── Input material

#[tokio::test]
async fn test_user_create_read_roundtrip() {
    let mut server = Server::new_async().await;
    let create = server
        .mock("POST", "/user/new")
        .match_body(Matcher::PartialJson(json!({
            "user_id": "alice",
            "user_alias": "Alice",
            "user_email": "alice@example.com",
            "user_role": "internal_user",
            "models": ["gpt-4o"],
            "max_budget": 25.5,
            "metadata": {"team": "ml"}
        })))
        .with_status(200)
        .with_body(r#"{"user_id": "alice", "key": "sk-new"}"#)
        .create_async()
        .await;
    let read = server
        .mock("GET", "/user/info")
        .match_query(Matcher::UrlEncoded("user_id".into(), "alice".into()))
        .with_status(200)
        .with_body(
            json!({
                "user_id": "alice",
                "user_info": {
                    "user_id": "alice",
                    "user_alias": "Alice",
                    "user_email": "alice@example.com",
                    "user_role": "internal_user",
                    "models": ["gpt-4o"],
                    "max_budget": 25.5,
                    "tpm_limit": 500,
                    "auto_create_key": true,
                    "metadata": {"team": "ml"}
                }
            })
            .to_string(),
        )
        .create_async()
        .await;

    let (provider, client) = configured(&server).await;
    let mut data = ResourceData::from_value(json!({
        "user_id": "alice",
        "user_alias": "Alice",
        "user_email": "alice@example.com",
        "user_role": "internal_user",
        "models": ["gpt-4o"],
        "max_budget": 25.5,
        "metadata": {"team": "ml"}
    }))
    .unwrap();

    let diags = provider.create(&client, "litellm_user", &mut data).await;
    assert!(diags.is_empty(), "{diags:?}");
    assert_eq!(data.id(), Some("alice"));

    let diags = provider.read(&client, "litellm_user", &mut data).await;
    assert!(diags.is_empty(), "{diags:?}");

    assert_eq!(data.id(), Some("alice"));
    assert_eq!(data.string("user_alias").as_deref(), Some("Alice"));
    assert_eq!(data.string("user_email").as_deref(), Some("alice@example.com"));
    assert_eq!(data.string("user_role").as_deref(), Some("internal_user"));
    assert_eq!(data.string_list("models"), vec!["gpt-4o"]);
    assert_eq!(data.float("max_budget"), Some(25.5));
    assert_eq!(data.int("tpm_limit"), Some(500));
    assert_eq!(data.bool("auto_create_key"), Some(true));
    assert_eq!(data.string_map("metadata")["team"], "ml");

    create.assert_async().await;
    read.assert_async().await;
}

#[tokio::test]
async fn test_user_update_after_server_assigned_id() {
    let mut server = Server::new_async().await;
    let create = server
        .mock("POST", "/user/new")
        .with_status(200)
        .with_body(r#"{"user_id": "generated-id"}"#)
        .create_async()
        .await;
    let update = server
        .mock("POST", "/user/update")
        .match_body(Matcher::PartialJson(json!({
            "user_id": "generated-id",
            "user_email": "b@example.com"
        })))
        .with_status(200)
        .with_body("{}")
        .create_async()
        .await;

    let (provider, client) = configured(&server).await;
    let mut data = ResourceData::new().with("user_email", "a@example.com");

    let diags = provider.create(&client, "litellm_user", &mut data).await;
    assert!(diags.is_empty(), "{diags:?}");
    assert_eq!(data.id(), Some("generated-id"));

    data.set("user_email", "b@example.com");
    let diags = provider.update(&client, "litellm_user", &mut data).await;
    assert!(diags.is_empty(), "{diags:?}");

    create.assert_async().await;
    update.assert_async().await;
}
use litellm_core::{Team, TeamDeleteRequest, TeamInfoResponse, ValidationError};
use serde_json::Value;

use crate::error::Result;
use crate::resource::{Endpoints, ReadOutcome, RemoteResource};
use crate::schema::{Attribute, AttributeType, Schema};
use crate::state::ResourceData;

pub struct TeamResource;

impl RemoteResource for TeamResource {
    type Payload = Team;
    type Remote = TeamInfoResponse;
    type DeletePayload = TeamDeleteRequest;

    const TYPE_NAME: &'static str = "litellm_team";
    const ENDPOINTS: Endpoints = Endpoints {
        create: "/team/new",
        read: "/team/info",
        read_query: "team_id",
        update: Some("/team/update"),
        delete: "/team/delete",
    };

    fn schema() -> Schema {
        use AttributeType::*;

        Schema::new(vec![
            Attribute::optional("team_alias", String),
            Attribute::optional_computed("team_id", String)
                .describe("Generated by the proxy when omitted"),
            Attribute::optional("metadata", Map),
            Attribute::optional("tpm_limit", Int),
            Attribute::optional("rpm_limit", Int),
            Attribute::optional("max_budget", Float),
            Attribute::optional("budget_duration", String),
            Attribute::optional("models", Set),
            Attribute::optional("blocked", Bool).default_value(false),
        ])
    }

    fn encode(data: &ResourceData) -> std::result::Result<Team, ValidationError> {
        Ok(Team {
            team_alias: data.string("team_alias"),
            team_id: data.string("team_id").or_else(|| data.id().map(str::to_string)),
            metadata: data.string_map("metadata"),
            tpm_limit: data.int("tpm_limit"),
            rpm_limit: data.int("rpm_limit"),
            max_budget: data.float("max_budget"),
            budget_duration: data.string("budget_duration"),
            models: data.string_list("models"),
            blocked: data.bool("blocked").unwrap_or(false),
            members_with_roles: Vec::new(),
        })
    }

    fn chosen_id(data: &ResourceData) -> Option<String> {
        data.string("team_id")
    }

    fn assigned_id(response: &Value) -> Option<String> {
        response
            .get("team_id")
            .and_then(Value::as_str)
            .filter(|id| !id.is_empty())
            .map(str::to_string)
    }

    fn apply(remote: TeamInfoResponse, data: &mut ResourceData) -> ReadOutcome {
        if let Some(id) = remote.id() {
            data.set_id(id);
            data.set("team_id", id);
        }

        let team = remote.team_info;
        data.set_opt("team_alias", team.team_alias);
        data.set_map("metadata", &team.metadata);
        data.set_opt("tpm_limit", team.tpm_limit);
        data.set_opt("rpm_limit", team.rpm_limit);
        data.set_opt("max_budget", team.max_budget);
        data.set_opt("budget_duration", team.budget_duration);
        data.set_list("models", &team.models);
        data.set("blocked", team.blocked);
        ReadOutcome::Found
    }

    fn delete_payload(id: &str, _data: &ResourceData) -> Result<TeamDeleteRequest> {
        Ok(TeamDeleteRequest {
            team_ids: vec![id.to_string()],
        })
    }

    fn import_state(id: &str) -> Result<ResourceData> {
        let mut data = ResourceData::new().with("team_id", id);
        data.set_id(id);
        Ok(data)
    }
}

────

Task brief :: All of the data above should be duplicated exactly.

Finished exercise ::
#[tokio::test]
async fn test_user_create_read_roundtrip() {
    let mut server = Server::new_async().await;
    let create = server
        .mock("POST", "/user/new")
        .match_body(Matcher::PartialJson(json!({
            "user_id": "alice",
            "user_alias": "Alice",
            "user_email": "alice@example.com",
            "user_role": "internal_user",
            "models": ["gpt-4o"],
            "max_budget": 25.5,
            "metadata": {"team": "ml"}
        })))
        .with_status(200)
        .with_body(r#"{"user_id": "alice", "key": "sk-new"}"#)
        .create_async()
        .await;
    let read = server
        .mock("GET", "/user/info")
        .match_query(Matcher::UrlEncoded("user_id".into(), "alice".into()))
        .with_status(200)
        .with_body(
            json!({
                "user_id": "alice",
                "user_info": {
                    "user_id": "alice",
                    "user_alias": "Alice",
                    "user_email": "alice@example.com",
                    "user_role": "internal_user",
                    "models": ["gpt-4o"],
                    "max_budget": 25.5,
                    "tpm_limit": 500,
                    "auto_create_key": true,
                    "metadata": {"team": "ml"}
                }
            })
            .to_string(),
        )
        .create_async()
        .await;

    let (provider, client) = configured(&server).await;
    let mut data = ResourceData::from_value(json!({
        "user_id": "alice",
        "user_alias": "Alice",
        "user_email": "alice@example.com",
        "user_role": "internal_user",
        "models": ["gpt-4o"],
        "max_budget": 25.5,
        "metadata": {"team": "ml"}
    }))
    .unwrap();

    let diags = provider.create(&client, "litellm_user", &mut data).await;
    assert!(diags.is_empty(), "{diags:?}");
    assert_eq!(data.id(), Some("alice"));

    let diags = provider.read(&client, "litellm_user", &mut data).await;
    assert!(diags.is_empty(), "{diags:?}");

    assert_eq!(data.id(), Some("alice"));
    assert_eq!(data.string("user_alias").as_deref(), Some("Alice"));
    assert_eq!(data.string("user_email").as_deref(), Some("alice@example.com"));
    assert_eq!(data.string("user_role").as_deref(), Some("internal_user"));
    assert_eq!(data.string_list("models"), vec!["gpt-4o"]);
    assert_eq!(data.float("max_budget"), Some(25.5));
    assert_eq!(data.int("tpm_limit"), Some(500));
    assert_eq!(data.bool("auto_create_key"), Some(true));
    assert_eq!(data.string_map("metadata")["team"], "ml");

    create.assert_async().await;
    read.assert_async().await;
}

#[tokio::test]
async fn test_user_update_after_server_assigned_id() {
    let mut server = Server::new_async().await;
    let create = server
        .mock("POST", "/user/new")
        .with_status(200)
        .with_body(r#"{"user_id": "generated-id"}"#)
        .create_async()
        .await;
    let update = server
        .mock("POST", "/user/update")
        .match_body(Matcher::PartialJson(json!({
            "user_id": "generated-id",
            "user_email": "b@example.com"
        })))
        .with_status(200)
        .with_body("{}")
        .create_async()
        .await;

    let (provider, client) = configured(&server).await;
    let mut data = ResourceData::new().with("user_email", "a@example.com");

    let diags = provider.create(&client, "litellm_user", &mut data).await;
    assert!(diags.is_empty(), "{diags:?}");
    assert_eq!(data.id(), Some("generated-id"));

    data.set("user_email", "b@example.com");
    let diags = provider.update(&client, "litellm_user", &mut data).await;
    assert!(diags.is_empty(), "{diags:?}");

    create.assert_async().await;
    update.assert_async().await;
}
use litellm_core::{Team, TeamDeleteRequest, TeamInfoResponse, ValidationError};
use serde_json::Value;

use crate::error::Result;
use crate::resource::{Endpoints, ReadOutcome, RemoteResource};
use crate::schema::{Attribute, AttributeType, Schema};
use crate::state::ResourceData;

pub struct TeamResource;

impl RemoteResource for TeamResource {
    type Payload = Team;
    type Remote = TeamInfoResponse;
    type DeletePayload = TeamDeleteRequest;

    const TYPE_NAME: &'static str = "litellm_team";
    const ENDPOINTS: Endpoints = Endpoints {
        create: "/team/new",
        read: "/team/info",
        read_query: "team_id",
        update: Some("/team/update"),
        delete: "/team/delete",
    };

    fn schema() -> Schema {
        use AttributeType::*;

        Schema::new(vec![
            Attribute::optional("team_alias", String),
            Attribute::optional_computed("team_id", String)
                .describe("Generated by the proxy when omitted"),
            Attribute::optional("metadata", Map),
            Attribute::optional("tpm_limit", Int),
            Attribute::optional("rpm_limit", Int),
            Attribute::optional("max_budget", Float),
            Attribute::optional("budget_duration", String),
            Attribute::optional("models", Set),
            Attribute::optional("blocked", Bool).default_value(false),
        ])
    }

    fn encode(data: &ResourceData) -> std::result::Result<Team, ValidationError> {
        Ok(Team {
            team_alias: data.string("team_alias"),
            team_id: data.string("team_id").or_else(|| data.id().map(str::to_string)),
            metadata: data.string_map("metadata"),
            tpm_limit: data.int("tpm_limit"),
            rpm_limit: data.int("rpm_limit"),
            max_budget: data.float("max_budget"),
            budget_duration: data.string("budget_duration"),
            models: data.string_list("models"),
            blocked: data.bool("blocked").unwrap_or(false),
            members_with_roles: Vec::new(),
        })
    }

    fn chosen_id(data: &ResourceData) -> Option<String> {
        data.string("team_id")
    }

    fn assigned_id(response: &Value) -> Option<String> {
        response
            .get("team_id")
            .and_then(Value::as_str)
            .filter(|id| !id.is_empty())
            .map(str::to_string)
    }

    fn apply(remote: TeamInfoResponse, data: &mut ResourceData) -> ReadOutcome {
        if let Some(id) = remote.id() {
            data.set_id(id);
            data.set("team_id", id);
        }

        let team = remote.team_info;
        data.set_opt("team_alias", team.team_alias);
        data.set_map("metadata", &team.metadata);
        data.set_opt("tpm_limit", team.tpm_limit);
        data.set_opt("rpm_limit", team.rpm_limit);
        data.set_opt("max_budget", team.max_budget);
        data.set_opt("budget_duration", team.budget_duration);
        data.set_list("models", &team.models);
        data.set("blocked", team.blocked);
        ReadOutcome::Found
    }

    fn delete_payload(id: &str, _data: &ResourceData) -> Result<TeamDeleteRequest> {
        Ok(TeamDeleteRequest {
            team_ids: vec![id.to_string()],
        })
    }

    fn import_state(id: &str) -> Result<ResourceData> {
        let mut data = ResourceData::new().with("team_id", id);
        data.set_id(id);
        Ok(data)
    }
}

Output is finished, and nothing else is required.